The Slacker 2011 Interviews: Chris Eska

Director Chris Eska on Slacker 2011

The Slacker 2011 Interviews: Chris Eska

Of all the scenes in Richard Linklater's Slacker, it's that last, celebratory sequence of loaded and functioning cameras being tossed over the edge of Mt. Bonnell that lodged in people's memories the most. For Slacker 2011, August Evening director Chris Eska helmed the famous finale.

Austin Chronicle: How did you end up getting all those people out to Mt. Bonnell on such a sweltering day? That was a pretty huge turnout.

Chris Eska: I think it was a combination of a flash mob notice on the Austin Film Society site, Facebook, Twitter, and various people posting it on their blogs.

AC: Let's go back to the first time you saw Slacker.

CE: I was probably a freshman at Rice in 1994. It had probably just come out on VHS. I had just gone to my first art house theater, ever, during orientation week so this idea of independent film was new to me. Twenty years ago the diversity of cultural opportunities was so much smaller than it is today. You have to remember that was pre-internet and pre-DVD, so for me seeing that film worked on a lot of different levels. [Prior to seeing Slacker] I would drive an hour and fifteen minutes up to Austin any time I could to just hang out on the Drag. I bought my Smiths posters and my Doc Martens and whatever else you do when you're that age. Slacker showed me that there was a different type of lifestyle out there, different types of thinking, different types of art. And seeing somebody from my backyard, making a film with no money, no stars, and then having it go on to have all that success, that got me excited. I suddenly realized the possibilities and by the end of college I was taking film classes.

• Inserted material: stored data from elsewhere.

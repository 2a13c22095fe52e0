//! Error types surfaced by command execution

use std::fmt;
use std::time::Duration;

/// Cap the number of stored failures inside AttemptsExhausted to avoid unbounded growth.
pub const MAX_ATTEMPT_FAILURES: usize = 10;

/// Unified error type for a command submission.
///
/// Every terminal outcome of a submission is exactly one of these kinds.
/// `E` is the caller's error type as produced by the remote callback.
#[derive(Debug)]
pub enum CommandError<E> {
    /// The attempt exceeded the per-attempt latency budget
    Timeout { elapsed: Duration, budget: Duration },
    /// The bulkhead rejected the submission at capacity
    PoolRejected { in_flight: usize, max: usize },
    /// The circuit breaker was open at submission time
    ShortCircuited { error_rate: f64, open_for: Duration },
    /// The provider's instance pool had no available instance
    NoInstance { pool: String },
    /// The outer future or stream was cancelled before completion
    Cancelled,
    /// All retry attempts were exhausted; holds the trailing failure causes
    AttemptsExhausted { attempts: usize, failures: Vec<E> },
    /// The failure was classified non-retryable and propagated as-is
    Rejected(E),
}

impl<E: Clone> Clone for CommandError<E> {
    fn clone(&self) -> Self {
        match self {
            Self::Timeout { elapsed, budget } => {
                Self::Timeout { elapsed: *elapsed, budget: *budget }
            }
            Self::PoolRejected { in_flight, max } => {
                Self::PoolRejected { in_flight: *in_flight, max: *max }
            }
            Self::ShortCircuited { error_rate, open_for } => {
                Self::ShortCircuited { error_rate: *error_rate, open_for: *open_for }
            }
            Self::NoInstance { pool } => Self::NoInstance { pool: pool.clone() },
            Self::Cancelled => Self::Cancelled,
            Self::AttemptsExhausted { attempts, failures } => {
                Self::AttemptsExhausted { attempts: *attempts, failures: failures.clone() }
            }
            Self::Rejected(e) => Self::Rejected(e.clone()),
        }
    }
}

impl<E: PartialEq> PartialEq for CommandError<E> {
    fn eq(&self, other: &Self) -> bool {
        use CommandError::*;
        match (self, other) {
            (Timeout { elapsed: a1, budget: b1 }, Timeout { elapsed: a2, budget: b2 }) => {
                a1 == a2 && b1 == b2
            }
            (
                PoolRejected { in_flight: a1, max: b1 },
                PoolRejected { in_flight: a2, max: b2 },
            ) => a1 == a2 && b1 == b2,
            (
                ShortCircuited { error_rate: r1, open_for: d1 },
                ShortCircuited { error_rate: r2, open_for: d2 },
            ) => r1 == r2 && d1 == d2,
            (NoInstance { pool: p1 }, NoInstance { pool: p2 }) => p1 == p2,
            (Cancelled, Cancelled) => true,
            (
                AttemptsExhausted { attempts: a1, failures: f1 },
                AttemptsExhausted { attempts: a2, failures: f2 },
            ) => a1 == a2 && f1 == f2,
            (Rejected(e1), Rejected(e2)) => e1 == e2,
            _ => false,
        }
    }
}

impl<E: fmt::Display> fmt::Display for CommandError<E> {
    fn fmt(&self, f: &mut fmt::Formatter<'_>) -> fmt::Result {
        match self {
            Self::Timeout { elapsed, budget } => {
                write!(f, "attempt timed out after {:?} (budget: {:?})", elapsed, budget)
            }
            Self::PoolRejected { in_flight, max } => {
                write!(f, "bulkhead rejected submission ({} in-flight, max {})", in_flight, max)
            }
            Self::ShortCircuited { error_rate, open_for } => {
                write!(
                    f,
                    "circuit breaker open ({:.1}% error rate, open for {:?})",
                    error_rate * 100.0,
                    open_for
                )
            }
            Self::NoInstance { pool } => {
                write!(f, "no available instance in pool '{}'", pool)
            }
            Self::Cancelled => write!(f, "command cancelled"),
            Self::AttemptsExhausted { attempts, failures } => {
                let last = failures.last().map(|e| e.to_string()).unwrap_or_default();
                write!(
                    f,
                    "attempts exhausted after {} tries ({} failures recorded), last error: {}",
                    attempts,
                    failures.len(),
                    last
                )
            }
            Self::Rejected(e) => write!(f, "{}", e),
        }
    }
}

impl<E: std::error::Error + 'static> std::error::Error for CommandError<E> {
    fn source(&self) -> Option<&(dyn std::error::Error + 'static)> {
        match self {
            Self::Rejected(e) => Some(e),
            Self::AttemptsExhausted { failures, .. } => {
                failures.last().map(|e| e as &dyn std::error::Error)
            }
            _ => None,
        }
    }
}

impl<E> CommandError<E> {
    /// Check if this error is due to the per-attempt latency budget
    pub fn is_timeout(&self) -> bool {
        matches!(self, Self::Timeout { .. })
    }

    /// Check if this error is due to the circuit breaker
    pub fn is_short_circuited(&self) -> bool {
        matches!(self, Self::ShortCircuited { .. })
    }

    /// Check if this error is due to bulkhead rejection
    pub fn is_pool_rejected(&self) -> bool {
        matches!(self, Self::PoolRejected { .. })
    }

    /// Check if this error is due to an empty instance pool
    pub fn is_no_instance(&self) -> bool {
        matches!(self, Self::NoInstance { .. })
    }

    /// Check if this error is due to outer cancellation
    pub fn is_cancelled(&self) -> bool {
        matches!(self, Self::Cancelled)
    }

    /// Check if this error is due to retry exhaustion
    pub fn is_attempts_exhausted(&self) -> bool {
        matches!(self, Self::AttemptsExhausted { .. })
    }

    /// Check if this error wraps a non-retryable callback failure
    pub fn is_rejected(&self) -> bool {
        matches!(self, Self::Rejected(_))
    }

    /// Extract the non-retryable cause if this is a Rejected variant
    pub fn into_rejected(self) -> Option<E> {
        match self {
            Self::Rejected(e) => Some(e),
            _ => None,
        }
    }

    /// Borrow the non-retryable cause if present.
    pub fn as_rejected(&self) -> Option<&E> {
        match self {
            Self::Rejected(e) => Some(e),
            _ => None,
        }
    }

    /// Access all recorded failures for AttemptsExhausted, if present.
    pub fn failures(&self) -> Option<&[E]> {
        match self {
            Self::AttemptsExhausted { failures, .. } => Some(failures.as_slice()),
            _ => None,
        }
    }

    /// The last failure cause that produced this terminal outcome, if any.
    pub fn last_cause(&self) -> Option<&E> {
        match self {
            Self::Rejected(e) => Some(e),
            Self::AttemptsExhausted { failures, .. } => failures.last(),
            _ => None,
        }
    }
}

#[cfg(test)]
mod tests {
    use super::*;
    use std::error::Error;
    use std::fmt;

    #[derive(Debug, Clone, PartialEq, Eq)]
    struct DummyError(&'static str);

    impl fmt::Display for DummyError {
        fn fmt(&self, f: &mut fmt::Formatter<'_>) -> fmt::Result {
            write!(f, "{}", self.0)
        }
    }

    impl std::error::Error for DummyError {}

    #[test]
    fn timeout_error_display() {
        let err: CommandError<DummyError> = CommandError::Timeout {
            elapsed: Duration::from_millis(8100),
            budget: Duration::from_secs(8),
        };
        let msg = format!("{}", err);
        assert!(msg.contains("timed out"));
        assert!(msg.contains("8.1"));
    }

    #[test]
    fn pool_rejected_display() {
        let err: CommandError<DummyError> = CommandError::PoolRejected { in_flight: 5, max: 5 };
        let msg = format!("{}", err);
        assert!(msg.contains("bulkhead"));
        assert!(msg.contains("5"));
    }

    #[test]
    fn short_circuited_display_shows_percentage() {
        let err: CommandError<DummyError> = CommandError::ShortCircuited {
            error_rate: 0.75,
            open_for: Duration::from_secs(3),
        };
        let msg = format!("{}", err);
        assert!(msg.contains("circuit breaker"));
        assert!(msg.contains("75.0%"));
    }

    #[test]
    fn no_instance_display_names_pool() {
        let err: CommandError<DummyError> =
            CommandError::NoInstance { pool: "user-service".to_string() };
        assert!(format!("{}", err).contains("user-service"));
    }

    #[test]
    fn attempts_exhausted_display_includes_last_error() {
        let err: CommandError<DummyError> = CommandError::AttemptsExhausted {
            attempts: 3,
            failures: vec![DummyError("first"), DummyError("final")],
        };
        let msg = format!("{}", err);
        assert!(msg.contains("3"));
        assert!(msg.contains("last error"));
        assert!(msg.contains("final"));
    }

    #[test]
    fn source_returns_last_failure_for_exhausted() {
        let err: CommandError<DummyError> = CommandError::AttemptsExhausted {
            attempts: 2,
            failures: vec![DummyError("a"), DummyError("b")],
        };
        let src = err.source().unwrap();
        assert_eq!(src.to_string(), "b");
    }

    #[test]
    fn source_is_none_for_timeout() {
        let err: CommandError<DummyError> = CommandError::Timeout {
            elapsed: Duration::from_secs(1),
            budget: Duration::from_secs(2),
        };
        assert!(err.source().is_none());
    }

    #[test]
    fn predicates_cover_all_variants() {
        let timeout: CommandError<DummyError> = CommandError::Timeout {
            elapsed: Duration::from_secs(1),
            budget: Duration::from_secs(2),
        };
        assert!(timeout.is_timeout());
        assert!(!timeout.is_short_circuited());

        let rejected_pool: CommandError<DummyError> =
            CommandError::PoolRejected { in_flight: 1, max: 1 };
        assert!(rejected_pool.is_pool_rejected());

        let open: CommandError<DummyError> =
            CommandError::ShortCircuited { error_rate: 0.5, open_for: Duration::from_secs(1) };
        assert!(open.is_short_circuited());

        let no_instance: CommandError<DummyError> =
            CommandError::NoInstance { pool: "p".into() };
        assert!(no_instance.is_no_instance());

        let cancelled: CommandError<DummyError> = CommandError::Cancelled;
        assert!(cancelled.is_cancelled());

        let exhausted: CommandError<DummyError> =
            CommandError::AttemptsExhausted { attempts: 2, failures: vec![] };
        assert!(exhausted.is_attempts_exhausted());

        let rejected: CommandError<DummyError> = CommandError::Rejected(DummyError("x"));
        assert!(rejected.is_rejected());
    }

    #[test]
    fn rejected_accessors_work() {
        let err: CommandError<DummyError> = CommandError::Rejected(DummyError("auth"));
        assert_eq!(err.as_rejected().unwrap().0, "auth");
        assert_eq!(err.last_cause().unwrap().0, "auth");
        assert_eq!(err.into_rejected().unwrap().0, "auth");
    }

    #[test]
    fn last_cause_prefers_trailing_failure() {
        let err: CommandError<DummyError> = CommandError::AttemptsExhausted {
            attempts: 2,
            failures: vec![DummyError("a"), DummyError("b")],
        };
        assert_eq!(err.last_cause().unwrap().0, "b");
    }
}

AC: Were you onboard with the whole remake idea from the start?

CE: I was pretty curious as to whether or not it was going to be a remake like Psycho, with the same dialogue, angles, and everything, or if it was going to be more wide-open to interpretation. It was a little bit unclear even after all the filmmakers got together and we sort of were trying to figure out who was going to diverge and who was going to be faithful to the original. But it's a great idea. It's fun, it's inclusive, and it's just one more way to get people excited about indie film in Austin.

AC: How did you approach remaking the Mt. Bonnell "camera toss?" I heard you had some pretty cool ideas that didn't end up making the cut.

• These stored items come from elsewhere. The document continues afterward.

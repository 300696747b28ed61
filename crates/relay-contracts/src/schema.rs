//! Walking the object subschemas a params document is built from.

use serde_json::{Map, Value};

/// Keywords whose members all describe the same instance.
pub(crate) const COMBINATORS: &[&str] = &["allOf", "oneOf", "anyOf"];

/// Root keywords that must stay at the document root for `$ref`s to resolve.
pub(crate) const ROOT_KEYWORDS: &[&str] = &["$schema", "definitions", "$defs"];

/// Resolves a local `#/...` reference against the document root.
pub(crate) fn resolve_ref<'a>(root: &'a Value, reference: &str) -> Option<&'a Value> {
    root.pointer(reference.strip_prefix('#')?)
}

/// True when the schema rejects properties it does not list.
pub(crate) fn is_closed(schema: &Map<String, Value>) -> bool {
    ["additionalProperties", "unevaluatedProperties"]
        .iter()
        .filter_map(|key| schema.get(*key))
        .any(|extra| match extra {
            Value::Bool(open) => !open,
            Value::Object(obj) => !obj.is_empty(),
            _ => false,
        })
}

pub(crate) fn has_property(schema: &Map<String, Value>, name: &str) -> bool {
    schema
        .get("properties")
        .and_then(Value::as_object)
        .is_some_and(|props| props.contains_key(name))
}

/// Visits `schema` and every object subschema reachable through
/// [`COMBINATORS`] and local `$ref`s, returning the first hit of `visit`.
/// Nested `properties` are not entered.
pub(crate) fn find_in_objects<'a, T, F>(schema: &'a Value, root: &'a Value, mut visit: F) -> Option<T>
where
    F: FnMut(&'a Map<String, Value>) -> Option<T>,
{
    let mut seen = Vec::new();
    find_inner(schema, root, &mut visit, &mut seen)
}

fn find_inner<'a, T, F>(
    schema: &'a Value,
    root: &'a Value,
    visit: &mut F,
    seen: &mut Vec<&'a str>,
) -> Option<T>
where
    F: FnMut(&'a Map<String, Value>) -> Option<T>,
{
    let obj = schema.as_object()?;
    if let Some(found) = visit(obj) {
        return Some(found);
    }
    if let Some(reference) = obj.get("$ref").and_then(Value::as_str) {
        if !seen.contains(&reference) {
            seen.push(reference);
            if let Some(found) =
                resolve_ref(root, reference).and_then(|target| find_inner(target, root, visit, seen))
            {
                return Some(found);
            }
        }
    }
    for key in COMBINATORS {
        let members = obj.get(*key).and_then(Value::as_array).into_iter().flatten();
        for member in members {
            if let Some(found) = find_inner(member, root, visit, seen) {
                return Some(found);
            }
        }
    }
    None
}

#[cfg(test)]
mod tests {
    use super::*;
    use serde_json::json;

    #[test]
    fn closed_means_extra_properties_are_constrained() {
        let closed = json!({ "additionalProperties": false });
        let typed = json!({ "additionalProperties": { "type": "integer" } });
        let open = json!({ "additionalProperties": {} });
        assert!(is_closed(closed.as_object().unwrap()));
        assert!(is_closed(typed.as_object().unwrap()));
        assert!(!is_closed(open.as_object().unwrap()));
        assert!(!is_closed(json!({}).as_object().unwrap()));
    }

    #[test]
    fn walk_follows_refs_and_combinators_once() {
        let doc = json!({
            "anyOf": [
                { "$ref": "#/definitions/Loop" },
                { "oneOf": [{ "properties": { "deep": {} } }] }
            ],
            "definitions": {
                "Loop": { "allOf": [{ "$ref": "#/definitions/Loop" }], "title": "loop" }
            }
        });
        let titles = find_in_objects(&doc, &doc, |obj| obj.get("title").and_then(Value::as_str));
        assert_eq!(titles, Some("loop"));
        assert!(find_in_objects(&doc, &doc, |obj| has_property(obj, "deep").then_some(())).is_some());
        assert!(find_in_objects(&doc, &doc, |obj| has_property(obj, "missing").then_some(())).is_none());
    }
}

CE: Yeah, originally we had wanted to put out a call to people all over the world, via social media, to remake the scene in their home town or country and then we would compile clips from all those scenes and edit them down into a whole. I envisioned somebody running up a hill in South Africa or somebody running off a pier in Maine. I thought that was a very 2011 idea.

AC: That's brilliant. What happened?

CE: I think we didn't put out the call sufficiently, or maybe it was just too much to ask.

AC: How many responses did you get?

CE: One. From Austin.

AC: But Plan B worked out just fine.

CE: Absolutely, I'm happy with what we got, which was just using social media to get the flash mob out, with filmmakers, fans of the original film, and just people who love movies.